Auteur de nombreux livres, Robert Redeker a notamment publié «Le Soldat impossible» (Éditions Pierre-Guillaume de Roux, 2014), «L’Éclipse de la mort» (Éditions Desclée de Brouwer, 2017) et «Les Sentinelles d’humanité. Philosophie de l’héroïsme et de la sainteté» (Desclée de Brouwer, 2020). Dernier ouvrage paru: «Sport, je t’aime moi non plus» (Éditions Robert Laffont, coll. «Homo ludens», 112 p., 10 €).
Le philosophe allemand Johan Gottlieb Fichte a découvert en 1793 ce que le recteur de la Grande Mosquée de Paris ignore toujours, si l’on en juge par la plainte qu’il dépose contre Michel Houellebecq, à savoir que la liberté de penser est divine. Écoutons Fichte : «C’est une vérité humaine et divine à la fois, que l’homme a des droits inaliénables, que la liberté de penser est un de ces droits». Qu’est-ce à dire ? Qu’insulter et combattre la liberté de penser est un blasphème, que pareille colère revient à offenser en même temps la part divine qui existe dans l’homme et, indirectement, Dieu lui-même. Que pareille attaque est déshumanisante, puisqu’elle vise à arracher à la conscience l’homme ce que Dieu en personne lui a donné.
Par son action en justice, la Grande Mosquée de Paris fait courir deux risques à l’écrivain, et à notre pays : celui de contraindre le romancier nobélisable à vivre sous une protection policière rapprochée, autrement dit à devenir une sorte de prisonnier d’opinion dans son propre pays, et celui d’attiser le fanatisme de quelque illuminé prêt à verser le sang de l’homme qui aura été ciblé comme «islamophobe». Rappelons que, puisque l’islam n’est pas religion d’État en France, estimer, peut-être à tort, qu’elle est mauvaise et qu’elle est étrangère à l’âme de la civilisation française, est un droit. Discuter cette idée est un droit également, tant que l’on se cantonne au niveau des idées générales, sans verser dans la diffamation ni l’appel direct à la violence.

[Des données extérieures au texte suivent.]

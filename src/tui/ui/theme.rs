//! Shared UI helpers.

use ratatui::style::{Color, Modifier, Style};
use unicode_width::{UnicodeWidthChar, UnicodeWidthStr};

pub(crate) const MARKER: &str = "* ";
const NO_MARKER: &str = "  ";

pub(crate) fn display_width(text: &str) -> usize {
    UnicodeWidthStr::width(text)
}

/// Cut `text` so it occupies at most `max_width` terminal columns.
pub(crate) fn truncate_to_width(text: &str, max_width: usize) -> String {
    let mut width = 0;
    let mut out = String::new();
    for ch in text.chars() {
        let ch_width = UnicodeWidthChar::width(ch).unwrap_or(0);
        if width + ch_width > max_width {
            break;
        }
        width += ch_width;
        out.push(ch);
    }
    out
}

pub(crate) fn marker_prefix(marked: bool) -> &'static str {
    if marked { MARKER } else { NO_MARKER }
}

/// Marked entries are bold, highlighted entries are reverse video. Both may apply.
pub(crate) fn entry_style(marked: bool, highlighted: bool) -> Style {
    let mut style = Style::default();
    if marked {
        style = style.add_modifier(Modifier::BOLD);
    }
    if highlighted {
        style = style.add_modifier(Modifier::REVERSED);
    }
    style
}

pub(crate) fn pane_border_style(focused: bool) -> Style {
    if focused {
        Style::default().fg(Color::Cyan)
    } else {
        Style::default().fg(Color::DarkGray)
    }
}

pub(crate) fn title_style() -> Style {
    Style::default().add_modifier(Modifier::BOLD)
}

pub(crate) fn prompt_style() -> Style {
    Style::default().fg(Color::White).add_modifier(Modifier::BOLD)
}

pub(crate) fn hint_style() -> Style {
    Style::default().fg(Color::Gray)
}

pub(crate) fn error_style() -> Style {
    Style::default().fg(Color::Red).add_modifier(Modifier::BOLD)
}

#[cfg(test)]
#[path = "../../test/tui/ui/theme.rs"]
mod tests;
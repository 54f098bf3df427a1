//! Outer border and title.

use super::theme;
use crate::tui::SettingsApp;
use ratatui::{
    Frame,
    layout::{Alignment, Rect},
    text::{Line, Span},
    widgets::{Block, Borders, Paragraph},
};

pub(crate) const APP_TITLE: &str = "VPN Settings";

impl SettingsApp {
    pub(crate) fn render_chrome(&self, frame: &mut Frame, full_area: Rect, title_area: Rect) {
        frame.render_widget(Block::default().borders(Borders::ALL), full_area);

        let title = theme::truncate_to_width(APP_TITLE, usize::from(title_area.width));
        let line = Line::from(Span::styled(title, theme::title_style()));
        frame.render_widget(Paragraph::new(line).alignment(Alignment::Center), title_area);
    }
}
//! Multi-line address list editor state.

use super::TextBuffer;
use crate::validate::AddressRule;

#[derive(Debug, Clone, Copy, PartialEq, Eq)]
pub(crate) enum AddressListKind {
    DnsServers,
    SplitTunnelExclusions,
}

impl AddressListKind {
    pub(crate) fn rule(self) -> AddressRule {
        match self {
            AddressListKind::DnsServers => AddressRule::Ipv4,
            AddressListKind::SplitTunnelExclusions => AddressRule::Ipv4OrCidr,
        }
    }

    pub(crate) fn prompt(self) -> &'static str {
        match self {
            AddressListKind::DnsServers => "Enter your custom DNS servers, one per line:",
            AddressListKind::SplitTunnelExclusions => "Enter the IPv4 addresses or CIDR ranges to exclude, one per line:",
        }
    }
}

#[derive(Debug, Clone)]
pub(crate) struct AddressListEditor {
    pub(crate) kind: AddressListKind,
    pub(crate) buffer: TextBuffer,
    pub(crate) error: Option<String>,
}

impl AddressListEditor {
    /// Seed with one saved entry per line, ending on an empty line.
    pub(crate) fn new(kind: AddressListKind, saved: &[String]) -> Self {
        let mut seed = saved.join("\n");
        if !seed.is_empty() {
            seed.push('\n');
        }

        Self {
            kind,
            buffer: TextBuffer::with_text(&seed),
            error: None,
        }
    }

    /// Enter submits when the cursor sits on an empty trailing line.
    pub(crate) fn enter_submits(&self) -> bool {
        self.buffer.is_empty() || self.buffer.as_str().ends_with('\n')
    }

    pub(crate) fn lines(&self) -> Vec<&str> {
        self.buffer.as_str().split('\n').collect()
    }
}
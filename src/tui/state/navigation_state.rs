//! Hovered/selected cursors of the navigation pane.

#[derive(Debug, Clone, Copy, PartialEq, Eq)]
pub enum HoverDirection {
    Up,
    Down,
}

/// `hovered` is always a valid index. `selected` stays `None` until the first
/// commit and is a valid index afterwards.
#[derive(Debug, Clone, PartialEq, Eq)]
pub struct NavigationState {
    selected: Option<usize>,
    hovered: usize,
    len: usize,
}

impl NavigationState {
    pub fn new(len: usize) -> Self {
        Self {
            selected: None,
            hovered: 0,
            len: len.max(1),
        }
    }

    pub fn len(&self) -> usize {
        self.len
    }

    pub fn selected(&self) -> Option<usize> {
        self.selected
    }

    pub fn hovered(&self) -> usize {
        self.hovered
    }

    /// Move the hover cursor one step, wrapping at both ends.
    pub fn move_hover(&mut self, direction: HoverDirection) {
        self.hovered = match direction {
            HoverDirection::Down => (self.hovered + 1) % self.len,
            HoverDirection::Up => (self.hovered + self.len - 1) % self.len,
        };
    }

    /// Commit the hovered entry as the selection.
    pub fn commit(&mut self) -> usize {
        self.selected = Some(self.hovered);
        self.hovered
    }

    /// Put the hover cursor back on the selection after leaving an editor.
    pub fn rest_on_selection(&mut self) {
        if let Some(selected) = self.selected {
            self.hovered = selected;
        }
    }
}

#[cfg(test)]
#[path = "../../test/tui/state/navigation_state.rs"]
mod tests;
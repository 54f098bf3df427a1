//! Key/value settings store.
//!
//! The document is a two-level map, `section -> key -> value`, kept as YAML:
//!
//! ```yaml
//! USER:
//!   username: alice
//!   tier: "2"
//! ```
//!
//! Values are strings. The literal `None` marks a deliberately unset value and
//! reads back as absent.

use super::ConfigError;
use crate::{log_debug, log_info, log_warn};
use serde::Deserialize;
use std::{
    collections::BTreeMap,
    fs, io,
    path::{Path, PathBuf},
};

pub const USER_SECTION: &str = "USER";

pub const KEY_USERNAME: &str = "username";
pub const KEY_TIER: &str = "tier";
pub const KEY_DEFAULT_PROTOCOL: &str = "default_protocol";
pub const KEY_DNS_LEAK_PROTECTION: &str = "dns_leak_protection";
pub const KEY_CUSTOM_DNS: &str = "custom_dns";
pub const KEY_KILLSWITCH: &str = "killswitch";
pub const KEY_SPLIT_TUNNEL: &str = "split_tunnel";
pub const KEY_SPLIT_TUNNEL_IPS: &str = "split_tunnel_ips";

pub const UNSET_VALUE: &str = "None";
pub const LIST_DELIMITER: &str = ", ";

type SettingsDocument = BTreeMap<String, BTreeMap<String, String>>;

/// Scalar as found on disk. Hand-edited files may hold bare numbers or booleans.
#[derive(Debug, Deserialize)]
#[serde(untagged)]
enum RawValue {
    Text(String),
    Integer(i64),
    Float(f64),
    Flag(bool),
    Null,
}

impl RawValue {
    fn into_text(self) -> String {
        match self {
            RawValue::Text(text) => text,
            RawValue::Integer(value) => value.to_string(),
            RawValue::Float(value) => value.to_string(),
            RawValue::Flag(value) => value.to_string(),
            RawValue::Null => UNSET_VALUE.to_string(),
        }
    }
}

/// One `(section, key, value)` write.
pub type SettingWrite<'a> = (&'a str, &'a str, &'a str);

/// Storage used by the editors. Implementations decide the on-disk format.
pub trait ConfigStore {
    fn get(&self, section: &str, key: &str) -> Result<Option<String>, ConfigError>;

    /// Apply every write or none of them.
    fn set_all(&mut self, writes: &[SettingWrite<'_>]) -> Result<(), ConfigError>;

    fn set(&mut self, section: &str, key: &str, value: &str) -> Result<(), ConfigError> {
        self.set_all(&[(section, key, value)])
    }
}

/// Read an integer setting, treating unparsable values as absent.
pub fn get_index(store: &dyn ConfigStore, section: &str, key: &str) -> Result<Option<usize>, ConfigError> {
    Ok(store.get(section, key)?.and_then(|value| value.trim().parse::<usize>().ok()))
}

/// Read a delimited list setting. Absent and empty values give an empty list.
pub fn get_list(store: &dyn ConfigStore, section: &str, key: &str) -> Result<Vec<String>, ConfigError> {
    Ok(store
        .get(section, key)?
        .map(|value| {
            value
                .split(',')
                .map(str::trim)
                .filter(|entry| !entry.is_empty())
                .map(str::to_string)
                .collect()
        })
        .unwrap_or_default())
}

pub fn join_list(entries: &[String]) -> String {
    entries.join(LIST_DELIMITER)
}

/// YAML-backed store that writes through on every `set`.
#[derive(Debug)]
pub struct YamlSettingsStore {
    path: PathBuf,
    document: SettingsDocument,
}

impl YamlSettingsStore {
    pub fn open(path: impl Into<PathBuf>) -> Result<Self, ConfigError> {
        let path = path.into();
        let document = load_document(&path)?;
        log_info!("Loaded settings from {}", path.display());
        Ok(Self { path, document })
    }

    pub fn path(&self) -> &Path {
        &self.path
    }

    fn save(&self) -> Result<(), ConfigError> {
        let serialized = serde_yml::to_string(&self.document).map_err(|err| ConfigError::FormattingError(err.to_string()))?;

        if let Some(parent) = self.path.parent()
            && !parent.as_os_str().is_empty()
        {
            fs::create_dir_all(parent)?;
        }

        let temp_path = self.path.with_extension("yaml.tmp");
        fs::write(&temp_path, serialized)?;
        fs::rename(&temp_path, &self.path)?;
        Ok(())
    }
}

impl ConfigStore for YamlSettingsStore {
    fn get(&self, section: &str, key: &str) -> Result<Option<String>, ConfigError> {
        Ok(self
            .document
            .get(section)
            .and_then(|entries| entries.get(key))
            .filter(|value| value.as_str() != UNSET_VALUE)
            .cloned())
    }

    fn set_all(&mut self, writes: &[SettingWrite<'_>]) -> Result<(), ConfigError> {
        let previous: Vec<Option<String>> = writes
            .iter()
            .map(|(section, key, value)| {
                self.document
                    .entry(section.to_string())
                    .or_default()
                    .insert(key.to_string(), value.to_string())
            })
            .collect();

        if let Err(err) = self.save() {
            // Undo in reverse so a key written twice gets its original value back.
            for ((section, key, _), previous) in writes.iter().zip(previous).rev() {
                let entries = self.document.entry(section.to_string()).or_default();
                match previous {
                    Some(previous) => {
                        entries.insert(key.to_string(), previous);
                    }
                    None => {
                        entries.remove(*key);
                    }
                }
            }
            log_warn!("Failed to persist {} setting(s): {}", writes.len(), err);
            return Err(err);
        }

        for (section, key, _) in writes {
            log_debug!("Persisted {}.{}", section, key);
        }
        Ok(())
    }
}

fn load_document(path: &Path) -> Result<SettingsDocument, ConfigError> {
    let content = match fs::read_to_string(path) {
        Ok(content) => content,
        Err(err) if err.kind() == io::ErrorKind::NotFound => {
            log_debug!("No settings file at {}, starting empty", path.display());
            return Ok(SettingsDocument::new());
        }
        Err(err) => return Err(err.into()),
    };

    if content.trim().is_empty() {
        return Ok(SettingsDocument::new());
    }

    let raw = serde_yml::from_str::<BTreeMap<String, BTreeMap<String, RawValue>>>(&content).map_err(|err| ConfigError::ParseError {
        path: path.to_path_buf(),
        message: err.to_string(),
    })?;

    Ok(raw
        .into_iter()
        .map(|(section, entries)| {
            let entries = entries.into_iter().map(|(key, value)| (key, value.into_text())).collect();
            (section, entries)
        })
        .collect())
}

#[cfg(test)]
#[path = "../test/config/store.rs"]
mod tests;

Pour que la plainte fût recevable intellectuellement, il eût fallu que les phrases de Houellebecq fussent prescriptives.Robert Redeker
Qu’a dit Houellebecq précisément ? Il est important de rester précis, de proposer à ses accusateurs une explication de texte. « Quand des territoires entiers seront sous contrôle islamique, je pense que des actes de résistance auront lieu (…) Il y aura des attentats et des fusillades dans des mosquées, dans des cafés fréquentés par les musulmans, bref des Bataclan à l’envers« . Et l’écrivain continue : «Le souhait de la population française de souche, comme on dit, ce n’est pas que les musulmans s’assimilent, mais qu’ils cessent de les voler et de les agresser. Ou bien, autre solution, qu’ils s’en aillent». Pour que la plainte fût recevable intellectuellement, il eût fallu que les phrases de Houellebecq fussent prescriptives.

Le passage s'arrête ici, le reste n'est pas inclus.